§ **Provided records**:
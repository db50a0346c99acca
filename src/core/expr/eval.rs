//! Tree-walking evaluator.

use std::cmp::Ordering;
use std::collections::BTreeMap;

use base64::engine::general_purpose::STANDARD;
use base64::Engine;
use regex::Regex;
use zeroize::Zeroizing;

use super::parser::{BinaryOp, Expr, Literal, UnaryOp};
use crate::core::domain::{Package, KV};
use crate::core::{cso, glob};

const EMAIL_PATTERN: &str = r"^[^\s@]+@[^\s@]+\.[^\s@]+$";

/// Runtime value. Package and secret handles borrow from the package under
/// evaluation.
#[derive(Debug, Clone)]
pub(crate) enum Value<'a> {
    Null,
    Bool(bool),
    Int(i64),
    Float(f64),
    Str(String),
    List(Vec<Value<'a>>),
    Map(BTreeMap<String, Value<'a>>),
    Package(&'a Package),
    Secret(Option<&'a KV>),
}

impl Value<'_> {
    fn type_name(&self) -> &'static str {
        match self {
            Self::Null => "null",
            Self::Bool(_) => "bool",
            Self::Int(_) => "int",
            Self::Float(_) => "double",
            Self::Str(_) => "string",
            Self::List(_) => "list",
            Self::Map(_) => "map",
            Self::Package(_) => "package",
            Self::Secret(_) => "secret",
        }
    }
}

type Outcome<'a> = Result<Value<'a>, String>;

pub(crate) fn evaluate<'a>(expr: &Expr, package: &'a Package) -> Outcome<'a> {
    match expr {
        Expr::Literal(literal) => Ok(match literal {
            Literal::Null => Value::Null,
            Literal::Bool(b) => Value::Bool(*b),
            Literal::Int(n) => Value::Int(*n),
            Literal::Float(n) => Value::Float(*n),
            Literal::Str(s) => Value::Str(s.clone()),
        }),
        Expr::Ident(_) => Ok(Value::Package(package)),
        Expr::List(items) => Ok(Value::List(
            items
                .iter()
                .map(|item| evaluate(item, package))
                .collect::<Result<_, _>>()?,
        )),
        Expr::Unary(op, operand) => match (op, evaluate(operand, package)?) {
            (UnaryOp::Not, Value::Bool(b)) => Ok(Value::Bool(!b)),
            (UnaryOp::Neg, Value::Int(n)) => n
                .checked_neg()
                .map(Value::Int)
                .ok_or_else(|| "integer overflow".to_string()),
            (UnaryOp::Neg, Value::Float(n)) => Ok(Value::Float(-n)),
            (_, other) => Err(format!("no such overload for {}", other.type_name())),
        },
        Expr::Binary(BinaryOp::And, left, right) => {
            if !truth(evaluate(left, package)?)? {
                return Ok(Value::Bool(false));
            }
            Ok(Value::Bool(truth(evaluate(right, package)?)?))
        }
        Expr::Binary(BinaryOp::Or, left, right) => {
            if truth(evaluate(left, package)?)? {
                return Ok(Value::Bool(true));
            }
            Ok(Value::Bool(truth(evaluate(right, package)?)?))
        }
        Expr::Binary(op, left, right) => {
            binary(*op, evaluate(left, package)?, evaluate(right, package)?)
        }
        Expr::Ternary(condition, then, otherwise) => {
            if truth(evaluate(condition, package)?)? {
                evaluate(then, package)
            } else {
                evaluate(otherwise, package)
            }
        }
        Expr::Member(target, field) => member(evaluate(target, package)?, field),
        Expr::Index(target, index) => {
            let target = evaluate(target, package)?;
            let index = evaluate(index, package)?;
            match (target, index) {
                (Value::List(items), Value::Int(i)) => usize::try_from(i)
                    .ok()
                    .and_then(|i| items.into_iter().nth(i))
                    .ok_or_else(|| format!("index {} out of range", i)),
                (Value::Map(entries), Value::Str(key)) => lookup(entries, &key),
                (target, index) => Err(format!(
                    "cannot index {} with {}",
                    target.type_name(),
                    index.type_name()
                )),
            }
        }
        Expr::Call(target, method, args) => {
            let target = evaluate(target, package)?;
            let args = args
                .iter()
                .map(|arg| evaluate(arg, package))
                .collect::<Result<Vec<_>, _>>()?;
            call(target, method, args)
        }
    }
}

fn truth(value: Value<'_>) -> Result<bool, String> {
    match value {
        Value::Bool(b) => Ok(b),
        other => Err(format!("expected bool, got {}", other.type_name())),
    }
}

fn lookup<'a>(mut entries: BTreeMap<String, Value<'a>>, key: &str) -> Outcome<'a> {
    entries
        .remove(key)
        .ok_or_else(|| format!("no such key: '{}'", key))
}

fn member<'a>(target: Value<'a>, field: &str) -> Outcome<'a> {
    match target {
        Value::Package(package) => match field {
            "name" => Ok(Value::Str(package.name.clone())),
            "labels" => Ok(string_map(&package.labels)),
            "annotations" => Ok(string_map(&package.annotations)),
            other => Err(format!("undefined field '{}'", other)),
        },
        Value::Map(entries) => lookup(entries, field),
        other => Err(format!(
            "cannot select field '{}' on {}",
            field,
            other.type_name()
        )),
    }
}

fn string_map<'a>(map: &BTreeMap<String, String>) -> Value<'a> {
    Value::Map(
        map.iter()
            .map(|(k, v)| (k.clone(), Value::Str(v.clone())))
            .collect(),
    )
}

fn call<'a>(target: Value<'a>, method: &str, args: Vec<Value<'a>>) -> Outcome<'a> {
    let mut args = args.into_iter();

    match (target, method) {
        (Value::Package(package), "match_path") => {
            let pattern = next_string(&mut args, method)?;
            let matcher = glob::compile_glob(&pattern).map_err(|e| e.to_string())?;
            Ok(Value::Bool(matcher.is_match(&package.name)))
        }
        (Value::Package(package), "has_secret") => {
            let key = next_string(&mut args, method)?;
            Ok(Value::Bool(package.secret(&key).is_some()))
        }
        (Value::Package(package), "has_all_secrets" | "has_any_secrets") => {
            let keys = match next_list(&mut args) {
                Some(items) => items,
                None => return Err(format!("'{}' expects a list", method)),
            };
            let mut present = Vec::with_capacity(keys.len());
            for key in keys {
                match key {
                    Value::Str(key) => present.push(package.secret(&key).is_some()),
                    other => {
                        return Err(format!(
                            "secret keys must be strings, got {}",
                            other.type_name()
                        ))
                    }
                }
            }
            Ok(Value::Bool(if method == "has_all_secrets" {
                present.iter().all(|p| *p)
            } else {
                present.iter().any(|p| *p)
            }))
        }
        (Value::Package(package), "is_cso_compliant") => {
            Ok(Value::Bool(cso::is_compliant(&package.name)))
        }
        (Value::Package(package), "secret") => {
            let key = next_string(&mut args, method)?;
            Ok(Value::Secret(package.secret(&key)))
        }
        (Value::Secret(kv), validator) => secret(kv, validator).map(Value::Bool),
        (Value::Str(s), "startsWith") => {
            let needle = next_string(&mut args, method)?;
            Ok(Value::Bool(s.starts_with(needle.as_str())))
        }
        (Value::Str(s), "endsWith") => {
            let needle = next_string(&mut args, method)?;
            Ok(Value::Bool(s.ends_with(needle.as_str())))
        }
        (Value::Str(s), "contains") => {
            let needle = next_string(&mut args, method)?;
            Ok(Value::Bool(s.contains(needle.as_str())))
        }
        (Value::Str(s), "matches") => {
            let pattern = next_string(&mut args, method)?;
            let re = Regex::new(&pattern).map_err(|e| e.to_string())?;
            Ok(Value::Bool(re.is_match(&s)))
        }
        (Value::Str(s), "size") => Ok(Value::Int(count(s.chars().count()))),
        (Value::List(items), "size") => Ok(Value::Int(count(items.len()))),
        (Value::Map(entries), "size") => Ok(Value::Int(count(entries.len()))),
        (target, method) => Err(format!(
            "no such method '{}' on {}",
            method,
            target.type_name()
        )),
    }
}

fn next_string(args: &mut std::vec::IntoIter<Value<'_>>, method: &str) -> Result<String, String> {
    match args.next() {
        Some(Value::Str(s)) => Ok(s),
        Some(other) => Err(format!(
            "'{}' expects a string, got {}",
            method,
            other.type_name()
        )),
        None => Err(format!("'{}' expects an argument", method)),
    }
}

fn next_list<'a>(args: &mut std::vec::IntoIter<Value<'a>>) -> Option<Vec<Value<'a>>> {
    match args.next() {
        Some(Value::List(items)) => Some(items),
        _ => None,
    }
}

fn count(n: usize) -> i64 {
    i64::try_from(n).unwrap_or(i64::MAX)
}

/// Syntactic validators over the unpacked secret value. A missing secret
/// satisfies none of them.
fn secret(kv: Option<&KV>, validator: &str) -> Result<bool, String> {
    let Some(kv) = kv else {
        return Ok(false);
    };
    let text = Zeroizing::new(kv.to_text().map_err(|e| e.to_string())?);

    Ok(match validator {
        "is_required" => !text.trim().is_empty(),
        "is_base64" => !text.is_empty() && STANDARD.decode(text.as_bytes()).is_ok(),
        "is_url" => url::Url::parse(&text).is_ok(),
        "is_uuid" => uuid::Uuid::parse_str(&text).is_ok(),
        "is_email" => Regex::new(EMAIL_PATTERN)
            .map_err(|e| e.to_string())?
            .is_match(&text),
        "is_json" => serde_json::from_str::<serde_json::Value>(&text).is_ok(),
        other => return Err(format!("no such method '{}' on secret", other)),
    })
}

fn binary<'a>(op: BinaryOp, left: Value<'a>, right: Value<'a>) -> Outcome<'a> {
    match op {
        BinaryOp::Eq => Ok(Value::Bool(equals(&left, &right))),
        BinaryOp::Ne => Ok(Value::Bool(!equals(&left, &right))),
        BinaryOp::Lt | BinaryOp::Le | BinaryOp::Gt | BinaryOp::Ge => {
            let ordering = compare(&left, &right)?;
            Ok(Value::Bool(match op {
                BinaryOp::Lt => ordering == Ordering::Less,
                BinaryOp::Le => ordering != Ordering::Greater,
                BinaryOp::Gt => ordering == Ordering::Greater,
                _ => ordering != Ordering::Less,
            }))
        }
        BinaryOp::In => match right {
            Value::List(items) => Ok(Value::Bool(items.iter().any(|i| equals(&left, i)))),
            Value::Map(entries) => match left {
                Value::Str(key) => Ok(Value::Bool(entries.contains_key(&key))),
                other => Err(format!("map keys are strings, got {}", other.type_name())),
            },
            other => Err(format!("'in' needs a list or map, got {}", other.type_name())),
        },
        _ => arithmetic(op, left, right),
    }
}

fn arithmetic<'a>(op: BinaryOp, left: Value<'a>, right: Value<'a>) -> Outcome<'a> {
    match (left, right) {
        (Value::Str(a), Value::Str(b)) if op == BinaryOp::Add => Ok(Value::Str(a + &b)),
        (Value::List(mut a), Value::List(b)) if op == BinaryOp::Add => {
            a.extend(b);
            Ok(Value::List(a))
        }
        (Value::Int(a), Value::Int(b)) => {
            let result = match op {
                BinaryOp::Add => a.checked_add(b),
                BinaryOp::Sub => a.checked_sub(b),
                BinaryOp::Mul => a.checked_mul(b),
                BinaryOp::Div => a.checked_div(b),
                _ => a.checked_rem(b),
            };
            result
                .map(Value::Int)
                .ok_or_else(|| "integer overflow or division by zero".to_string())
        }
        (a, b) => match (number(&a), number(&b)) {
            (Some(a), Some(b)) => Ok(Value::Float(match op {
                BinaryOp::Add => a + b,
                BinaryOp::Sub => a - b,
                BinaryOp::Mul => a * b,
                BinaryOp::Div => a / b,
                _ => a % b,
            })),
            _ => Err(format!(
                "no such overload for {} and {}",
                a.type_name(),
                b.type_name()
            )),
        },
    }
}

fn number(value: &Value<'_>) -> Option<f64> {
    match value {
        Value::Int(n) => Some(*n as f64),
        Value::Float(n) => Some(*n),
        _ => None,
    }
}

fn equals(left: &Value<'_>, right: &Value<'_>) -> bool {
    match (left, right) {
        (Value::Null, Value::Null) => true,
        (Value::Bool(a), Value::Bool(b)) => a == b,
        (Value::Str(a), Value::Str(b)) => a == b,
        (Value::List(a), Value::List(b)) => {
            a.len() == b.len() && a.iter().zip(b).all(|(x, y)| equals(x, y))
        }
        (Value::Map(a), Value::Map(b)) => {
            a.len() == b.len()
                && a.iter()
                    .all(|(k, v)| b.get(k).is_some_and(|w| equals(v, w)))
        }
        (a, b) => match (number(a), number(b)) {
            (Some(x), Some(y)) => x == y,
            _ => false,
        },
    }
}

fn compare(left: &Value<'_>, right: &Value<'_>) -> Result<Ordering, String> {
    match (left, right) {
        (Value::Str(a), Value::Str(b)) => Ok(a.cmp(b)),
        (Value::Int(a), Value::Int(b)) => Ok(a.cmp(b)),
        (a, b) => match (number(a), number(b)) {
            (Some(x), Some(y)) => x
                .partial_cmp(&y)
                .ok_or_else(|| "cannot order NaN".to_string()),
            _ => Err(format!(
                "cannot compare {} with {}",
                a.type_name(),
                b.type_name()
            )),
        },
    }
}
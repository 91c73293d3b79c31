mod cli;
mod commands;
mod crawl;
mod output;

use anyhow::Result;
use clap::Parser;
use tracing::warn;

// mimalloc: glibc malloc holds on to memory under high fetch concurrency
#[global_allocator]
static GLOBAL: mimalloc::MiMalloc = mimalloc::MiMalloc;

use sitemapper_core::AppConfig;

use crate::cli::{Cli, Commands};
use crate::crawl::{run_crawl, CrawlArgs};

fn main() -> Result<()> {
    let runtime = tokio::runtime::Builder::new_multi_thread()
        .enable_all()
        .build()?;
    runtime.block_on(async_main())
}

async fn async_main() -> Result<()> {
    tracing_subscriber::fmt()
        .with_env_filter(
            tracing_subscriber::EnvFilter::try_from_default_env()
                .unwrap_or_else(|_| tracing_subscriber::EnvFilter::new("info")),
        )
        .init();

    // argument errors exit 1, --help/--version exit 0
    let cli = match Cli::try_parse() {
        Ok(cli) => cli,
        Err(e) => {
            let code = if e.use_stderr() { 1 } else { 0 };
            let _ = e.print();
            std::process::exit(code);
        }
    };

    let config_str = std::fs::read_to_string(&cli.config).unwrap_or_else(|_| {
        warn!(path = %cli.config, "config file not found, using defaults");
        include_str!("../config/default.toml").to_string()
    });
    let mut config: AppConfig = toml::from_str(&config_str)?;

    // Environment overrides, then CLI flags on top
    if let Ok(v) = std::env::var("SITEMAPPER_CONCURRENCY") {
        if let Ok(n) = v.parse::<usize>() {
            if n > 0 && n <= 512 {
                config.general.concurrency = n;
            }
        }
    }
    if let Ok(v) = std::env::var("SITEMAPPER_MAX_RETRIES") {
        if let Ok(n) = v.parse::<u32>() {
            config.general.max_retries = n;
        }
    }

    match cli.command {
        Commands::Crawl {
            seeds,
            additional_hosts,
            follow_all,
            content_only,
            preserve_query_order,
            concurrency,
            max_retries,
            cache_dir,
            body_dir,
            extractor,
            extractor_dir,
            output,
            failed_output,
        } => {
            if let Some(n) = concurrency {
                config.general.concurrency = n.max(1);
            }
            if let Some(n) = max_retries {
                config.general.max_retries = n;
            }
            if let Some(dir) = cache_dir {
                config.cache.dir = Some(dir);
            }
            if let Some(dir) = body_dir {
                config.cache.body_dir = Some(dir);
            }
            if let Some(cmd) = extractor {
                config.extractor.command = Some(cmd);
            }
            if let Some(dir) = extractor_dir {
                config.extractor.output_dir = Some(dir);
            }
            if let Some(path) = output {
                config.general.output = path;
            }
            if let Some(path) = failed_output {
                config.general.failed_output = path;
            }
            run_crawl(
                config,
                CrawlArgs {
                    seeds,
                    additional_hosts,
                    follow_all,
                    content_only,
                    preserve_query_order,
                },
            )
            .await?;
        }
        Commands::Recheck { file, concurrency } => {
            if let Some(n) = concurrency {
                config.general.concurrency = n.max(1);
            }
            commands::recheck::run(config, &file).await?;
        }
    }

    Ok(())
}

§ **Required work**:
Everything above from the line with "(UnaryOp::Neg, Value::Float(n)) =>" to the line with "Expr::Binary(BinaryOp::Or, left, right)", both included, must be repeated exactly, and nothing outside that range.

§ **Task answer**:
            (UnaryOp::Neg, Value::Float(n)) => Ok(Value::Float(-n)),
            (_, other) => Err(format!("no such overload for {}", other.type_name())),
        },
        Expr::Binary(BinaryOp::And, left, right) => {
            if !truth(evaluate(left, package)?)? {
                return Ok(Value::Bool(false));
            }
            Ok(Value::Bool(truth(evaluate(right, package)?)?))
        }
        Expr::Binary(BinaryOp::Or, left, right) => {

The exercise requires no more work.